Their sexual identities, including clothing styles, was a significant impediment. Fast-forwarding it to 2022, the scenario somewhat remains the same: clothing style has created an issue of access and social control of the body. Feminist scholars have argued that the body is both socially shaped, politically inscribed, and shaped by containment and control practices.
Fourth, body politics from a feminist point of view emphasises women’s discretion and authority over their bodies. For example, the visuals from the college explicitly indicate how hijab-clad women drew a sharp reaction from the saffron-clad gang of boys shouting ‘Jai Shree Ram’ indicates how men avow their dominance in public spaces.
Contemporary societies sexually segregate access to political power, religious life and thus socio-cultural and political world exhibited through a body.
Is Muslim woman wearing burqa problematic because she’s a woman and she made her own decision? asks YKA member Atika Sayeed. #HijabRow #HijabBan #HijabIsIndividualRight https://t.co/KYH6dYrhoK
— Youth Ki Awaaz (@YouthKiAwaaz) February 22, 2022
So, whether the hijab becomes a symbol of assertion or structural subjugation, a woman’s body becomes an arena of manifestation of religious or national identities. The imagination of men sits at the helm of power, either legally citing hijab as an aberrant to ‘secularism’ or citing it as an intrinsic element of one’s ‘religious’ identity.
French philosopher Paul-Michel Foucault built on Karl Marx’s arguments on body and class later argued that the body is a central point for analysing the shape of power. His work on body and power has steered feminist theorists of how the “body has been historically disciplined” and subjected to many essentialist claims.

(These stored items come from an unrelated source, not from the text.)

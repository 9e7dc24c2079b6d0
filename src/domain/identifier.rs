// Copyright (c) 2025 - Cowboy AI, Inc.
//! Stack Identity

use serde::{Deserialize, Serialize};
use std::fmt;
use urlencoding::encode;

/// Anything that can render a stable ARN for a resource
pub trait Identifier: fmt::Debug + Send + Sync {
    fn arn(&self) -> String;
}

/// Identity of a stack (or a resource path within one)
///
/// # Examples
///
/// ```rust
/// use cim_notification::domain::{Identifier, StackIdentifier};
///
/// let id = StackIdentifier::new("acme", "web tier", "42");
/// assert_eq!(id.arn(), "arn:openstack:heat::acme:stacks/web%20tier/42");
///
/// let nested = id.with_path("/resources/server");
/// assert_eq!(nested.arn(), "arn:openstack:heat::acme:stacks/web%20tier/42/resources/server");
/// ```
#[derive(Debug, Clone, PartialEq, Eq, Hash, Serialize, Deserialize)]
pub struct StackIdentifier {
    pub tenant: String,
    pub stack_name: String,
    pub stack_id: String,
    /// Either empty or starting with `/`
    #[serde(default)]
    pub path: String,
}

impl StackIdentifier {
    pub const ARN_PREFIX: &'static str = "arn:openstack:heat::";

    pub fn new(
        tenant: impl Into<String>,
        stack_name: impl Into<String>,
        stack_id: impl Into<String>,
    ) -> Self {
        Self {
            tenant: tenant.into(),
            stack_name: stack_name.into(),
            stack_id: stack_id.into(),
            path: String::new(),
        }
    }

    /// Point at a sub-path of the stack, prefixing `/` if missing
    pub fn with_path(mut self, path: impl Into<String>) -> Self {
        let path = path.into();
        self.path = if path.is_empty() || path.starts_with('/') {
            path
        } else {
            format!("/{}", path)
        };
        self
    }

    fn tenant_path(&self) -> String {
        let path: Vec<_> = self.path.split('/').map(encode).collect();
        format!(
            "stacks/{}/{}{}",
            encode(&self.stack_name),
            encode(&self.stack_id),
            path.join("/")
        )
    }
}

impl Identifier for StackIdentifier {
    fn arn(&self) -> String {
        format!(
            "{}{}:{}",
            Self::ARN_PREFIX,
            encode(&self.tenant),
            self.tenant_path()
        )
    }
}

impl fmt::Display for StackIdentifier {
    fn fmt(&self, f: &mut fmt::Formatter<'_>) -> fmt::Result {
        write!(f, "{}", self.arn())
    }
}
// Copyright (c) 2025 - Cowboy AI, Inc.
//! Property-Based Tests for Notification Formatting

use std::sync::Arc;

use proptest::prelude::*;

use cim_notification::domain::ResourceState;
use cim_notification::payload::{AUTOSCALING_FIELDS, BASE_FIELDS};
use cim_notification::{
    build_base, AutoscalingEventFormatter, ScalingAdjustment, Severity, StackEventFormatter,
};

use crate::fixtures::{stack_in_state, RecordingNotifier, TestStack};

// ============================================================================
// Strategies
// ============================================================================

/// State components: no dots, no whitespace
fn component() -> impl Strategy<Value = String> {
    "[A-Za-z0-9_-]{1,16}"
}

/// Autoscaling suffixes, biased towards the one that matters
fn suffix() -> impl Strategy<Value = String> {
    prop_oneof![
        1 => Just("error".to_string()),
        3 => "[a-z][a-z0-9-]{0,12}",
    ]
}

fn handle() -> impl Strategy<Value = TestStack> {
    (component(), component(), ".{0,40}").prop_map(|(status, action, reason)| {
        let mut stack = stack_in_state(&status, &action);
        stack.status_reason = reason;
        stack
    })
}

fn adjustment() -> ScalingAdjustment {
    ScalingAdjustment::new("1", "change_in_capacity", "4", "group")
}

proptest! {
    /// Property: `state` is `{status}_{action}` with order preserved
    #[test]
    fn prop_state_is_underscore_join(status in component(), action in component()) {
        let payload = build_base(&stack_in_state(&status, &action));
        let expected = format!("{}_{}", status, action);

        prop_assert_eq!(payload.get_str("state"), Some(expected.as_str()));
        prop_assert_eq!(
            ResourceState::parse(&status, &action).unwrap().to_string(),
            expected
        );
    }

    /// Property: base payload key set never depends on values
    #[test]
    fn prop_base_keys_fixed(stack in handle()) {
        let payload = build_base(&stack);
        prop_assert_eq!(payload.len(), BASE_FIELDS.len());
        for key in BASE_FIELDS {
            prop_assert!(payload.contains_key(key));
        }
        prop_assert_eq!(payload.get_str("state_reason"), Some(stack.status_reason.as_str()));
    }

    /// Property: stack events are always `stack.{action}.error` at ERROR
    #[test]
    fn prop_stack_always_error(stack in handle()) {
        let notifier = Arc::new(RecordingNotifier::default());
        let formatter = StackEventFormatter::new(notifier.clone());

        tokio_test::block_on(formatter.send(&stack)).unwrap();

        let call = notifier.only_call();
        prop_assert_eq!(call.event_type, format!("stack.{}.error", stack.state.action));
        prop_assert_eq!(call.severity, Severity::Error);
    }

    /// Property: only the literal suffix `error` is ERROR; message defaults to the suffix
    #[test]
    fn prop_autoscaling_classification(
        stack in handle(),
        suffix in suffix(),
        message in proptest::option::of("[ -~]{0,20}"),
    ) {
        let notifier = Arc::new(RecordingNotifier::default());
        let formatter = AutoscalingEventFormatter::new(notifier.clone());

        tokio_test::block_on(formatter.send(&stack, &adjustment(), &suffix, message.as_deref()))
            .unwrap();

        let call = notifier.only_call();
        let expected_severity = if suffix == "error" { Severity::Error } else { Severity::Info };
        let expected_message = message.clone().unwrap_or_else(|| suffix.clone());

        prop_assert_eq!(call.event_type, format!("autoscaling.{}", suffix));
        prop_assert_eq!(call.severity, expected_severity);
        prop_assert_eq!(call.payload.get_str("message"), Some(expected_message.as_str()));
        prop_assert_eq!(call.payload.len(), BASE_FIELDS.len() + AUTOSCALING_FIELDS.len());
    }

    /// Property: identical inputs produce byte-identical payloads
    #[test]
    fn prop_formatting_is_deterministic(stack in handle(), suffix in suffix()) {
        let notifier = Arc::new(RecordingNotifier::default());
        let formatter = AutoscalingEventFormatter::new(notifier.clone());

        tokio_test::block_on(formatter.send(&stack, &adjustment(), &suffix, None)).unwrap();
        tokio_test::block_on(formatter.send(&stack, &adjustment(), &suffix, None)).unwrap();

        let calls = notifier.calls();
        prop_assert_eq!(calls.len(), 2);
        prop_assert_eq!(
            calls[0].payload.to_json().unwrap(),
            calls[1].payload.to_json().unwrap()
        );
    }
}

His concepts of ‘bio-power’ and ‘anatomo-politics’ argued that governmental and institutional power impact everyday people. Such insinuations shape people’s subjectivity of how they ‘perceive’ themselves as individuals.

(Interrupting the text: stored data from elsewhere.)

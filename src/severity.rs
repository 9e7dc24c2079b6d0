// Copyright (c) 2025 - Cowboy AI, Inc.
//! Notification severity
//!
//! Severity is a routing classification attached to an event, not a log
//! level. Downstream alerting keys off it.

use serde::{Deserialize, Serialize};
use std::fmt;
use std::str::FromStr;

use crate::errors::NotificationError;

#[derive(Debug, Clone, Copy, PartialEq, Eq, Hash, Serialize, Deserialize)]
#[serde(rename_all = "UPPERCASE")]
pub enum Severity {
    Info,
    Error,
}

impl Severity {
    pub fn as_str(&self) -> &'static str {
        match self {
            Severity::Info => "INFO",
            Severity::Error => "ERROR",
        }
    }
}

impl fmt::Display for Severity {
    fn fmt(&self, f: &mut fmt::Formatter<'_>) -> fmt::Result {
        f.write_str(self.as_str())
    }
}

impl FromStr for Severity {
    type Err = NotificationError;

    fn from_str(s: &str) -> Result<Self, Self::Err> {
        match s.to_ascii_uppercase().as_str() {
            "INFO" => Ok(Severity::Info),
            "ERROR" => Ok(Severity::Error),
            other => Err(NotificationError::InvalidEvent(format!(
                "unknown severity: {}",
                other
            ))),
        }
    }
}
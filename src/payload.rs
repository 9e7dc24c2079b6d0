// Copyright (c) 2025 - Cowboy AI, Inc.
//! Notification Payloads
//!
//! Every notification carries a flat JSON object. The field names below are a
//! wire contract with downstream consumers (alerting, audit, billing) and
//! must not change.
//!
//! # Base fields
//!
//! Present on every event family:
//!
//! ```text
//! state           "{status}_{action}"
//! state_reason    status reason, verbatim
//! stack_name      resource name, verbatim
//! stack_identity  identifier ARN
//! create_at       creation time, ISO-8601 UTC
//! user_id         from the caller context
//! tenant_id       from the caller context
//! ```

use chrono::{DateTime, Utc};
use serde::{Deserialize, Serialize};
use serde_json::{Map, Value};

use crate::domain::ResourceHandle;

pub const STATE: &str = "state";
pub const STATE_REASON: &str = "state_reason";
pub const STACK_NAME: &str = "stack_name";
pub const STACK_IDENTITY: &str = "stack_identity";
pub const CREATE_AT: &str = "create_at";
pub const USER_ID: &str = "user_id";
pub const TENANT_ID: &str = "tenant_id";

pub const ADJUSTMENT: &str = "adjustment";
pub const ADJUSTMENT_TYPE: &str = "adjustment_type";
pub const CAPACITY: &str = "capacity";
pub const GROUPNAME: &str = "groupname";
pub const MESSAGE: &str = "message";

/// Keys every payload carries
pub const BASE_FIELDS: [&str; 7] = [
    STATE,
    STATE_REASON,
    STACK_NAME,
    STACK_IDENTITY,
    CREATE_AT,
    USER_ID,
    TENANT_ID,
];

/// Keys autoscaling payloads add on top of [`BASE_FIELDS`]
pub const AUTOSCALING_FIELDS: [&str; 5] =
    [ADJUSTMENT, ADJUSTMENT_TYPE, CAPACITY, GROUPNAME, MESSAGE];

/// `%Y-%m-%dT%H:%M:%SZ`, second precision
pub fn isotime(at: DateTime<Utc>) -> String {
    at.format("%Y-%m-%dT%H:%M:%SZ").to_string()
}

/// Immutable notification body
///
/// Keys are kept sorted, so two payloads built from the same inputs
/// serialize to identical bytes.
#[derive(Debug, Clone, PartialEq, Eq, Serialize, Deserialize)]
#[serde(transparent)]
pub struct EventPayload(Map<String, Value>);

impl EventPayload {
    pub fn get(&self, key: &str) -> Option<&Value> {
        self.0.get(key)
    }

    /// String value of a field, `None` if absent or not a string
    pub fn get_str(&self, key: &str) -> Option<&str> {
        self.0.get(key).and_then(Value::as_str)
    }

    pub fn contains_key(&self, key: &str) -> bool {
        self.0.contains_key(key)
    }

    pub fn keys(&self) -> impl Iterator<Item = &str> {
        self.0.keys().map(String::as_str)
    }

    pub fn len(&self) -> usize {
        self.0.len()
    }

    pub fn is_empty(&self) -> bool {
        self.0.is_empty()
    }

    /// Consume this payload and add `fields`, producing a new one
    pub(crate) fn extend<I>(mut self, fields: I) -> Self
    where
        I: IntoIterator<Item = (&'static str, Value)>,
    {
        for (key, value) in fields {
            self.0.insert(key.to_string(), value);
        }
        self
    }

    pub fn to_json(&self) -> serde_json::Result<Vec<u8>> {
        serde_json::to_vec(&self.0)
    }
}

impl From<EventPayload> for Value {
    fn from(payload: EventPayload) -> Self {
        Value::Object(payload.0)
    }
}

/// Build the fields common to every event family from a resource handle
pub fn build_base(handle: &dyn ResourceHandle) -> EventPayload {
    let context = handle.context();

    let mut fields = Map::new();
    fields.insert(STATE.into(), Value::String(handle.state().to_string()));
    fields.insert(STATE_REASON.into(), handle.status_reason().into());
    fields.insert(STACK_NAME.into(), handle.name().into());
    fields.insert(STACK_IDENTITY.into(), handle.identifier().arn().into());
    fields.insert(CREATE_AT.into(), isotime(handle.created_time()).into());
    fields.insert(USER_ID.into(), context.user_id.clone().into());
    fields.insert(TENANT_ID.into(), context.tenant_id.clone().into());

    EventPayload(fields)
}
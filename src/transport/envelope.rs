// Copyright (c) 2025 - Cowboy AI, Inc.
//! Wire envelope for published notifications

use chrono::{DateTime, Utc};
use serde::{Deserialize, Serialize};
use uuid::Uuid;

use crate::domain::RequestContext;
use crate::payload::EventPayload;
use crate::severity::Severity;

/// A notification as it travels on the bus
///
/// Context fields are flattened with a `_context_` prefix so consumers can
/// filter on tenant without decoding the payload.
#[derive(Debug, Clone, PartialEq, Serialize, Deserialize)]
pub struct NotificationEnvelope {
    pub message_id: Uuid,
    pub publisher_id: String,
    /// Event type with the publisher namespace applied
    pub event_type: String,
    pub priority: Severity,
    pub payload: EventPayload,
    pub timestamp: DateTime<Utc>,
    #[serde(rename = "_context_user_id")]
    pub context_user_id: String,
    #[serde(rename = "_context_tenant_id")]
    pub context_tenant_id: String,
    #[serde(rename = "_context_request_id", default)]
    pub context_request_id: Option<String>,
}

impl NotificationEnvelope {
    pub fn new(
        publisher_id: impl Into<String>,
        event_type: impl Into<String>,
        priority: Severity,
        payload: EventPayload,
        context: &RequestContext,
    ) -> Self {
        Self {
            message_id: Uuid::now_v7(),
            publisher_id: publisher_id.into(),
            event_type: event_type.into(),
            priority,
            payload,
            timestamp: Utc::now(),
            context_user_id: context.user_id.clone(),
            context_tenant_id: context.tenant_id.clone(),
            context_request_id: context.request_id.clone(),
        }
    }

    pub fn to_json(&self) -> serde_json::Result<Vec<u8>> {
        serde_json::to_vec(self)
    }

    pub fn from_json(bytes: &[u8]) -> serde_json::Result<Self> {
        serde_json::from_slice(bytes)
    }
}
// Copyright (c) 2025 - Cowboy AI, Inc.
//! Event formatters
//!
//! Each formatter turns a [`ResourceHandle`](crate::domain::ResourceHandle)
//! into exactly one notifier call:
//!
//! ```text
//! handle → build_base → (+ extension fields) → (event_type, severity) → Notifier::notify
//! ```
//!
//! Formatters hold no state besides the notifier and never catch, retry or
//! log sink failures; those are returned to the caller as-is.

pub mod autoscaling;
pub mod stack;

pub use autoscaling::{AutoscalingEventFormatter, ScalingAdjustment};
pub use stack::StackEventFormatter;
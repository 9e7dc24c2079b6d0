// Copyright (c) 2025 - Cowboy AI, Inc.
//! Property-Based Tests Module

mod formatting;
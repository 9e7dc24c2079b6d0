// Copyright (c) 2025 - Cowboy AI, Inc.

//! Notifier implementations
//!
//! - [`NatsNotifier`] - publishes [`NotificationEnvelope`]s to NATS
//! - [`LogNotifier`] - structured tracing output
//! - [`NoopNotifier`] - notifications disabled

pub mod envelope;
pub mod log;
pub mod nats;

use std::sync::Arc;

use tracing::info;

pub use envelope::NotificationEnvelope;
pub use self::log::{LogNotifier, NoopNotifier};
pub use self::nats::NatsNotifier;

use crate::config::{Driver, NotificationConfig};
use crate::errors::NotificationResult;
use crate::notifier::Notifier;

/// Build the notifier selected by `config.driver`
pub async fn notifier_from_config(
    config: &NotificationConfig,
) -> NotificationResult<Arc<dyn Notifier>> {
    info!(driver = %config.driver, "Initialising notification transport");

    let notifier: Arc<dyn Notifier> = match config.driver {
        Driver::Nats => Arc::new(NatsNotifier::connect(config).await?),
        Driver::Log => Arc::new(LogNotifier::new(config.event_prefix.as_str())),
        Driver::Noop => Arc::new(NoopNotifier),
    };
    Ok(notifier)
}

It commences as an externally imposed discipline that is gradually internalised, making individuals their disciplinarians. Head coverings for women irrespective of religion (including veil of a catholic nun, ghunghat (veil) in the Indian subcontinent) throughout history have gone through a series of complex spatial and temporal contestations through the intersection of religion and culture where men were predominantly at the helm of the power structure.
As the hijab imbroglio gains traction nationally and garners global headlines, the pro and anti-lobby comprising of nations, institutions and leaders, claim on a woman’s body continues to perpetuate. In another instance, a young Kashmiri girl school topper was derided on social media by a faction for not wearing a hijab.
A woman’s body continues to be the core of families, socio-political institutions, economies, shaping states and civil societies ideationally and logistically.
The girls fighting for it are cosmologically conditioned to wear it from childhood (however, as adults, it is their discretion to continue to wear it or shun it), and on the other hand, young boys creating ruckus against it are filled with abomination and vengeance, are emblematic of furthering propaganda of reductionist majoritarian imagination of the Rashtra.
It is high time for men to take a back seat as it is a woman’s discretion to view hijab as systematic or structural oppression or a symbol of resistance or emancipation or mere a part of their everyday identity.